ENTRIES SHOWN -

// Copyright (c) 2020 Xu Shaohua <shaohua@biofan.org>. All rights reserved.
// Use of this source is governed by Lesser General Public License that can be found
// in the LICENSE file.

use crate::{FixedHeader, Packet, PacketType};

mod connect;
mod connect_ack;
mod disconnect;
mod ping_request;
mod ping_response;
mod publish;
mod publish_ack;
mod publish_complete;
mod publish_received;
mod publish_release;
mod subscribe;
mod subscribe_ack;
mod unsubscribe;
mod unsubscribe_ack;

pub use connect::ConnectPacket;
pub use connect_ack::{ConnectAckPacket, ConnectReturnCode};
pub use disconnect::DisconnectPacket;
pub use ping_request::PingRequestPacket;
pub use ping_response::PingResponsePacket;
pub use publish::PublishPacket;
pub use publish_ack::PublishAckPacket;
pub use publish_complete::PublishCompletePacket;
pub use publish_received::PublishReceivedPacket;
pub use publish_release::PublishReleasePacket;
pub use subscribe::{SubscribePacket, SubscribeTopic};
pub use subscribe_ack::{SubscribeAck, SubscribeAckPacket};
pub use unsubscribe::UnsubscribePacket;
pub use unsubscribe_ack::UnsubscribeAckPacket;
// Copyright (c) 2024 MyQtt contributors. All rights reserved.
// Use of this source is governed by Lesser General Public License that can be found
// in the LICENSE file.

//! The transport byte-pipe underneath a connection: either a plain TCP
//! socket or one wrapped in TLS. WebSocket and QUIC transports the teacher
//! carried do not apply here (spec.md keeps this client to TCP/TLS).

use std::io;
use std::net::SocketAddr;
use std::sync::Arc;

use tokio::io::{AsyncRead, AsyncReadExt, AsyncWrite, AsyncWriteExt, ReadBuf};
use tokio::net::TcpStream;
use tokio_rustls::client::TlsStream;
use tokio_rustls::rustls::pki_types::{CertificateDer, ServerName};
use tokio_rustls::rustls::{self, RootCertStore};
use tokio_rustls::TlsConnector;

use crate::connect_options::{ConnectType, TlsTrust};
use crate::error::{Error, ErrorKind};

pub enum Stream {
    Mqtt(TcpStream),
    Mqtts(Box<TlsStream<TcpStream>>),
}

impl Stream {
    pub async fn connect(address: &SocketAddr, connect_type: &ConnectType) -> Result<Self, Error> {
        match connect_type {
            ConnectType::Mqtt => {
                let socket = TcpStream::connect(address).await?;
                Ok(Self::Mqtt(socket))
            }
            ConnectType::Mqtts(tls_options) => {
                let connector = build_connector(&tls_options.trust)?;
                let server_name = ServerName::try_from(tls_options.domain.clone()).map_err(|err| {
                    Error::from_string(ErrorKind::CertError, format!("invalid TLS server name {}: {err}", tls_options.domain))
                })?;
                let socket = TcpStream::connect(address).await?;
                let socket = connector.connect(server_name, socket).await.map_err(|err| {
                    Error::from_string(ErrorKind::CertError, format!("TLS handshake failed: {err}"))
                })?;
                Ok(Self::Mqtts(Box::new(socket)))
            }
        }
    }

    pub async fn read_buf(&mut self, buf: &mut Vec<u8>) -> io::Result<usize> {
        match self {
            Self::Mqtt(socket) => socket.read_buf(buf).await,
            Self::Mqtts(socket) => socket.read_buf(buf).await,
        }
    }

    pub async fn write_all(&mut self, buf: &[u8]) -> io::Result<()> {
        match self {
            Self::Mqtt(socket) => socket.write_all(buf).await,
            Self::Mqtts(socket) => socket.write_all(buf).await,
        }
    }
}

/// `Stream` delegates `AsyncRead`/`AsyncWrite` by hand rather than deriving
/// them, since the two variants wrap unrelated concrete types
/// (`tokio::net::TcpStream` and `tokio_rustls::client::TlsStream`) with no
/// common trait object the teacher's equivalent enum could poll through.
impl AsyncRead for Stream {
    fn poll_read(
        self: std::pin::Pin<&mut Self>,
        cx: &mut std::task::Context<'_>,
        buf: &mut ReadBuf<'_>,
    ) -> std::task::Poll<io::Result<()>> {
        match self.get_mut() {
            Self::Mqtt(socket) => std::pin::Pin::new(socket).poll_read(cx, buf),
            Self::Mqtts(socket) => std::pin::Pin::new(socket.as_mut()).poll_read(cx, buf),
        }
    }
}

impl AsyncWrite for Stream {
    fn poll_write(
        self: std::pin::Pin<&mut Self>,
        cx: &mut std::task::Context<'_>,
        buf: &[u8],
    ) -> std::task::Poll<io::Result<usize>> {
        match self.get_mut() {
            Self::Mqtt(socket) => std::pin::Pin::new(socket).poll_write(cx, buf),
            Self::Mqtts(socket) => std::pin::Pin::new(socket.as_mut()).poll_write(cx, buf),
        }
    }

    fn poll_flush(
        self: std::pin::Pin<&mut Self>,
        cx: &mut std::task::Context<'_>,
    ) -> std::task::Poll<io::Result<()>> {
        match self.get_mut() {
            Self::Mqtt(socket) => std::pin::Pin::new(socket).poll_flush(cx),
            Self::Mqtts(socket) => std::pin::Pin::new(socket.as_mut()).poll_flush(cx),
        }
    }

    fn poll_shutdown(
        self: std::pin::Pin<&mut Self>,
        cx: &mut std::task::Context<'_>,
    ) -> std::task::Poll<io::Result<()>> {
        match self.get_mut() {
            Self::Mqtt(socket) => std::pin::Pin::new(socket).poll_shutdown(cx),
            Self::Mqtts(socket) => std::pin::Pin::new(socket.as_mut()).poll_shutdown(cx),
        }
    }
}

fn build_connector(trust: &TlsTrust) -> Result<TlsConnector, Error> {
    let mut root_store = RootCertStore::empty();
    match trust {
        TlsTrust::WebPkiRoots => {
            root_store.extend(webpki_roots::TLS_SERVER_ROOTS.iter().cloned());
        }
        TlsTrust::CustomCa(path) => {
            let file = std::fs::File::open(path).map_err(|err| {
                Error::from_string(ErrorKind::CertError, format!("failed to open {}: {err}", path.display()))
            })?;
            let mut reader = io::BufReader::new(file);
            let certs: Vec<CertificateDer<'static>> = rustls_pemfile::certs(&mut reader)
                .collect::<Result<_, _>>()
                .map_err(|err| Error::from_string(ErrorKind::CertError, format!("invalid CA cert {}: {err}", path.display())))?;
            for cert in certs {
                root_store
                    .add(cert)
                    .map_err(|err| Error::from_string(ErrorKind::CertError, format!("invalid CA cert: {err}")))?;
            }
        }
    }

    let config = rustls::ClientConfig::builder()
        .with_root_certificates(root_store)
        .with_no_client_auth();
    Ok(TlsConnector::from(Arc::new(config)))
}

TRY IT - Show each line of the material holding "reserved".

ANSWER TO THE PROBLEM -
// Copyright (c) 2020 Xu Shaohua <shaohua@biofan.org>. All rights reserved.
// Copyright (c) 2024 MyQtt contributors. All rights reserved.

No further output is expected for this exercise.